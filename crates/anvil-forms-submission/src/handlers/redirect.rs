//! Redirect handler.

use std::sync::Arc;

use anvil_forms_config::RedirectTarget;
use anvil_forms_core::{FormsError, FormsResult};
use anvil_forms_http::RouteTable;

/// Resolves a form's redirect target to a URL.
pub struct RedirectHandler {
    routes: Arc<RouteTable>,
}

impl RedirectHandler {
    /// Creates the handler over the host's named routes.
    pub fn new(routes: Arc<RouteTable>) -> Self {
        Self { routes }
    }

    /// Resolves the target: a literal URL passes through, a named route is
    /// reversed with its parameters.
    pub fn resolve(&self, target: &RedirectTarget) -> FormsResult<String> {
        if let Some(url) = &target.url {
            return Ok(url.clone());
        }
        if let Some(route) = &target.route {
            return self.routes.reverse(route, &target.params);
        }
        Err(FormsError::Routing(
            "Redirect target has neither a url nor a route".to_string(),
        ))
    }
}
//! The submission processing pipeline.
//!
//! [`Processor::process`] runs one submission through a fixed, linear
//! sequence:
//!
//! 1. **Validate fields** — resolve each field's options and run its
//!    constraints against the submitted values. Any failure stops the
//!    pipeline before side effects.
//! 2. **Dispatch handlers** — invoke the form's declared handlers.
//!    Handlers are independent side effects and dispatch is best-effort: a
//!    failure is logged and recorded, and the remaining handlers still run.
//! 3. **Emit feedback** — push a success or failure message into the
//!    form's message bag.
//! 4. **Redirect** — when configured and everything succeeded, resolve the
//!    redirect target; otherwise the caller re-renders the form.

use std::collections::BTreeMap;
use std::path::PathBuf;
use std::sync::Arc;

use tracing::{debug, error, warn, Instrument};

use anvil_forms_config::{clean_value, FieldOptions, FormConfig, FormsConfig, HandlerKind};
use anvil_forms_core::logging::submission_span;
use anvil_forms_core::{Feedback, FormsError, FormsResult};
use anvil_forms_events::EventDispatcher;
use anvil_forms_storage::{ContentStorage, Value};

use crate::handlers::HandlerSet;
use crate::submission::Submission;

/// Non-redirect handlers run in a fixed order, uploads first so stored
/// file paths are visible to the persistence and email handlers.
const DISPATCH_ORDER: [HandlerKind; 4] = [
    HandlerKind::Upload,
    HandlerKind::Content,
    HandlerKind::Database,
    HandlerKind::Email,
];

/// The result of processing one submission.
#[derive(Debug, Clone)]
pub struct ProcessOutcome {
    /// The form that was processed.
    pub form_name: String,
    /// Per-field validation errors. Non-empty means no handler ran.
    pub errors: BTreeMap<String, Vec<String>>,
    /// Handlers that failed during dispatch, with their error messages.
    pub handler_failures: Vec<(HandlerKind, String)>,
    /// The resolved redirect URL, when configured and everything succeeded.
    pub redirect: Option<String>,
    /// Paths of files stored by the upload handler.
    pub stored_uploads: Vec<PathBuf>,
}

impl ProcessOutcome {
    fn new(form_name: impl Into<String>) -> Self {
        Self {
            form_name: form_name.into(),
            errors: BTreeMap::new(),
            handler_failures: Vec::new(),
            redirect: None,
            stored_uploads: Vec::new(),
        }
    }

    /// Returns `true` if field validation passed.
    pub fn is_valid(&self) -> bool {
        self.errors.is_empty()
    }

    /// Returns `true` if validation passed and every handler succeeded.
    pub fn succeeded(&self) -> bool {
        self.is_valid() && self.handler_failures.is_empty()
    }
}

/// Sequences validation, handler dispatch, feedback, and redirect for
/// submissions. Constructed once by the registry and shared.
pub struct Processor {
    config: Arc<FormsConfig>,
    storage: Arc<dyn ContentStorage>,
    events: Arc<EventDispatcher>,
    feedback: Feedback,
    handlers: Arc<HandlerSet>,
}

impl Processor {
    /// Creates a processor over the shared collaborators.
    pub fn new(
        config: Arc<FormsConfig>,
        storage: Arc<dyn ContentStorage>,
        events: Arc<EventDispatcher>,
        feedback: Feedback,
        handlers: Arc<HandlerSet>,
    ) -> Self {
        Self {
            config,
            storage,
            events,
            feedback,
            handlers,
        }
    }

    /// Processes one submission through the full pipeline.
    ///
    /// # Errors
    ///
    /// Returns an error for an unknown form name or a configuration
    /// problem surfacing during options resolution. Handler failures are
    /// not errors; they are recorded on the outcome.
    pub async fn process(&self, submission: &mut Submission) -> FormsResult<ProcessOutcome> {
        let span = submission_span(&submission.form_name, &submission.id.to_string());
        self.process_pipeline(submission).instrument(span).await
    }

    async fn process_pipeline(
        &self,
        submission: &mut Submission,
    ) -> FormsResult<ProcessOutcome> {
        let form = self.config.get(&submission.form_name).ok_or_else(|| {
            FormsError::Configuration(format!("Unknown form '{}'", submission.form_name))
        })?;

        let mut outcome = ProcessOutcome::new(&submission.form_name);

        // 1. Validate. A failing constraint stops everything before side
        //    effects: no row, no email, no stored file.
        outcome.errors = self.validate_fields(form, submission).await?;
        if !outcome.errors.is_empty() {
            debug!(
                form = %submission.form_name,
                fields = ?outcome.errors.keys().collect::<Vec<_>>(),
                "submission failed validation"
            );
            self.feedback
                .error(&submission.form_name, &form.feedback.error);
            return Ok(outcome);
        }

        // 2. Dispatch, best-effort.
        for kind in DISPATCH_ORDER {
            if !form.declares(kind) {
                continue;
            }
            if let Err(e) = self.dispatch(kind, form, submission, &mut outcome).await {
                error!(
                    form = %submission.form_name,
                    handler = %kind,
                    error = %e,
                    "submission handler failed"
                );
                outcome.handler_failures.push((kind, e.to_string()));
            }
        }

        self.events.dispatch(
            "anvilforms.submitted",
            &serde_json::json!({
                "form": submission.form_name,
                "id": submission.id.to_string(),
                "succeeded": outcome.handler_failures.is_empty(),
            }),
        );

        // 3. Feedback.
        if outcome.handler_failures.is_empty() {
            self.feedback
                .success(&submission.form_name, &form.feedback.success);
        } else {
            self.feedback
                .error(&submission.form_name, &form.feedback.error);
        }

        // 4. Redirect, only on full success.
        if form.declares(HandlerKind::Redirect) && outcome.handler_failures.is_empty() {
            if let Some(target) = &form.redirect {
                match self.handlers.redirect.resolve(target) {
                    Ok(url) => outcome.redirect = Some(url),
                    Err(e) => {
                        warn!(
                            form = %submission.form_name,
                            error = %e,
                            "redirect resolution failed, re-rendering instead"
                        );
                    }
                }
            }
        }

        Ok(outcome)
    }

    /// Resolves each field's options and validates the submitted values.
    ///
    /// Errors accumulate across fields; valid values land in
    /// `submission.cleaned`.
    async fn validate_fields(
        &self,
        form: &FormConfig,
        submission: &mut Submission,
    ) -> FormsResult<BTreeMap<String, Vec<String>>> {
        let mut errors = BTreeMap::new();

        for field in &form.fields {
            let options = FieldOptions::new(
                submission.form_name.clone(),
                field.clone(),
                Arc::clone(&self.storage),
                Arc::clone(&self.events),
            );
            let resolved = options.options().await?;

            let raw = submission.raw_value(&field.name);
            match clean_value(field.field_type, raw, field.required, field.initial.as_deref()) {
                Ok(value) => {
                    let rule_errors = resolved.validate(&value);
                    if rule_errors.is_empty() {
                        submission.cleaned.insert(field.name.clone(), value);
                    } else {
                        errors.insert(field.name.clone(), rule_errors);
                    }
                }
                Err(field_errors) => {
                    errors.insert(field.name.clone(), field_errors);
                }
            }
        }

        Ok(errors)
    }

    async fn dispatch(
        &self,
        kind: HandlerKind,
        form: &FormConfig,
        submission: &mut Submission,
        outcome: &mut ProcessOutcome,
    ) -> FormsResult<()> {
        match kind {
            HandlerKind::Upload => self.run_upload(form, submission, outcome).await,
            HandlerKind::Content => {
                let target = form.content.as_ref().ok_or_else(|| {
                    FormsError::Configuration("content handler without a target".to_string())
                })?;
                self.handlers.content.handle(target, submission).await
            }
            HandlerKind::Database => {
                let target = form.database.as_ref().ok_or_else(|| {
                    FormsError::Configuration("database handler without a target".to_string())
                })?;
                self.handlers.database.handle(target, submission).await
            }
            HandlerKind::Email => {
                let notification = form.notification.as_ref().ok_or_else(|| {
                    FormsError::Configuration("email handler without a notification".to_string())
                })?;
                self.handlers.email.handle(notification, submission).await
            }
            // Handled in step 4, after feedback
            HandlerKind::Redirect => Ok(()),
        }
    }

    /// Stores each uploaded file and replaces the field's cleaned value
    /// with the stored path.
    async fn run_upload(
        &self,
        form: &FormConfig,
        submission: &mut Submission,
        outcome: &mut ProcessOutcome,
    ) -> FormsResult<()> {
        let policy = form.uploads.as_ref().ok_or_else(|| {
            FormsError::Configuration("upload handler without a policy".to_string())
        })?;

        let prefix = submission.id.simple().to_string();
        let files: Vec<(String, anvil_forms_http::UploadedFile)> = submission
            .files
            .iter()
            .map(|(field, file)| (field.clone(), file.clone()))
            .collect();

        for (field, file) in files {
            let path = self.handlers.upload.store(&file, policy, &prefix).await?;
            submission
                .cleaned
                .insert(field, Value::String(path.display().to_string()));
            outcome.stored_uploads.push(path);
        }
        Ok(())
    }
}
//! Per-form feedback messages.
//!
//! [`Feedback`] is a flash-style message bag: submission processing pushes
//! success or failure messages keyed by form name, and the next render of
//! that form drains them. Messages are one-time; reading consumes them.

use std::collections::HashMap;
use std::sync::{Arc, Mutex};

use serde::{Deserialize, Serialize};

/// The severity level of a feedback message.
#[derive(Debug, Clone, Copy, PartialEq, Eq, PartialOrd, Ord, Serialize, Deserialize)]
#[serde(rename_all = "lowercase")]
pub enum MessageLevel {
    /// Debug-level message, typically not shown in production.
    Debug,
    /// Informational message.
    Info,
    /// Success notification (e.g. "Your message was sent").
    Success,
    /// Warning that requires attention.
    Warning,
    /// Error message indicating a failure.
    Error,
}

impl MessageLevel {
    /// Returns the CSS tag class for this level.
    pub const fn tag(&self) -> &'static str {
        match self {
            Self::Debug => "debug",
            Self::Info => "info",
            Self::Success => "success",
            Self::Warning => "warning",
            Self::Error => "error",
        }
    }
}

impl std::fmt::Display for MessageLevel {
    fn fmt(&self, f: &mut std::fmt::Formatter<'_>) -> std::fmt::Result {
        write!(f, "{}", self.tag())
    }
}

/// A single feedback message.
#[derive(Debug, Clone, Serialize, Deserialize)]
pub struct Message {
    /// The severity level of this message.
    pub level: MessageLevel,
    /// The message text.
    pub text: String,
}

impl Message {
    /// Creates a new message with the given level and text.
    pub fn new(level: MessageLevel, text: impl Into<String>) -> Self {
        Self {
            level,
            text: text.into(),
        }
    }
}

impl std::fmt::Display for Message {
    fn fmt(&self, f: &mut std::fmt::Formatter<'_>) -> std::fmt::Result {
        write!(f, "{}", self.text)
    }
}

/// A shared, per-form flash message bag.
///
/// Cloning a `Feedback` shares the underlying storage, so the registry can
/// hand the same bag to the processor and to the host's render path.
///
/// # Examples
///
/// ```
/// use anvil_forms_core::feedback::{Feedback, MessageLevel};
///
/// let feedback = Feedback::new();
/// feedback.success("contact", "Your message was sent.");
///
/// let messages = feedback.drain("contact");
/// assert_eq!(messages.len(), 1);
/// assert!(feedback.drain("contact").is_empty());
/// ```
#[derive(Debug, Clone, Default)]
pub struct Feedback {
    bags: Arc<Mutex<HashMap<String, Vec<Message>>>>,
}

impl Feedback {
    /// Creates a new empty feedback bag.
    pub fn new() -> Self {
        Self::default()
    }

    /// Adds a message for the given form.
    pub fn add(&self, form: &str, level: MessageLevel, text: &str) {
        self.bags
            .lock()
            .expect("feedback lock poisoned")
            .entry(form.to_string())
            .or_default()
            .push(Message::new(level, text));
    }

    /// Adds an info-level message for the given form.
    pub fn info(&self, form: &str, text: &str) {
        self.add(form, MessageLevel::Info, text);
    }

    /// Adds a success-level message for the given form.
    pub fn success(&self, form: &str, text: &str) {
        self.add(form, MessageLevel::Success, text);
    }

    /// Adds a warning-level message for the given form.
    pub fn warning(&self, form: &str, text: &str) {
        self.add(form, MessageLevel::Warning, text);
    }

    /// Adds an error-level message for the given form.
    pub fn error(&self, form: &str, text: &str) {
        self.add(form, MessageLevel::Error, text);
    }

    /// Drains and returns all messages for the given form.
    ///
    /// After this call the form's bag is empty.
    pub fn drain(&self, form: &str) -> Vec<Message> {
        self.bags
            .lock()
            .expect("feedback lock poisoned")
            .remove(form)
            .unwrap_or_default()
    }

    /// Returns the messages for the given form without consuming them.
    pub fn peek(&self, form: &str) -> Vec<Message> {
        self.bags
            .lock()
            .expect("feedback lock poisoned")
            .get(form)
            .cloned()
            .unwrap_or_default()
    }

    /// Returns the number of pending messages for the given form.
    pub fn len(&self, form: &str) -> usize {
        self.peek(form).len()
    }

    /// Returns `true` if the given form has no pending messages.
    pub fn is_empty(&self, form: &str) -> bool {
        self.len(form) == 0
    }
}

....................

- EXERCISE PROMPT: Up to and including the line with "use crate::handlers::HandlerSet;", restate the records above word for word from the very first line.

- RESULT BELOW:
filename crates/anvil-forms-submission/src/handlers/redirect.rs
//! Redirect handler.

use std::sync::Arc;

use anvil_forms_config::RedirectTarget;
use anvil_forms_core::{FormsError, FormsResult};
use anvil_forms_http::RouteTable;

/// Resolves a form's redirect target to a URL.
pub struct RedirectHandler {
    routes: Arc<RouteTable>,
}

impl RedirectHandler {
    /// Creates the handler over the host's named routes.
    pub fn new(routes: Arc<RouteTable>) -> Self {
        Self { routes }
    }

    /// Resolves the target: a literal URL passes through, a named route is
    /// reversed with its parameters.
    pub fn resolve(&self, target: &RedirectTarget) -> FormsResult<String> {
        if let Some(url) = &target.url {
            return Ok(url.clone());
        }
        if let Some(route) = &target.route {
            return self.routes.reverse(route, &target.params);
        }
        Err(FormsError::Routing(
            "Redirect target has neither a url nor a route".to_string(),
        ))
    }
}
//! The submission processing pipeline.
//!
//! [`Processor::process`] runs one submission through a fixed, linear
//! sequence:
//!
//! 1. **Validate fields** — resolve each field's options and run its
//!    constraints against the submitted values. Any failure stops the
//!    pipeline before side effects.
//! 2. **Dispatch handlers** — invoke the form's declared handlers.
//!    Handlers are independent side effects and dispatch is best-effort: a
//!    failure is logged and recorded, and the remaining handlers still run.
//! 3. **Emit feedback** — push a success or failure message into the
//!    form's message bag.
//! 4. **Redirect** — when configured and everything succeeded, resolve the
//!    redirect target; otherwise the caller re-renders the form.

use std::collections::BTreeMap;
use std::path::PathBuf;
use std::sync::Arc;

use tracing::{debug, error, warn, Instrument};

use anvil_forms_config::{clean_value, FieldOptions, FormConfig, FormsConfig, HandlerKind};
use anvil_forms_core::logging::submission_span;
use anvil_forms_core::{Feedback, FormsError, FormsResult};
use anvil_forms_events::EventDispatcher;
use anvil_forms_storage::{ContentStorage, Value};

use crate::handlers::HandlerSet;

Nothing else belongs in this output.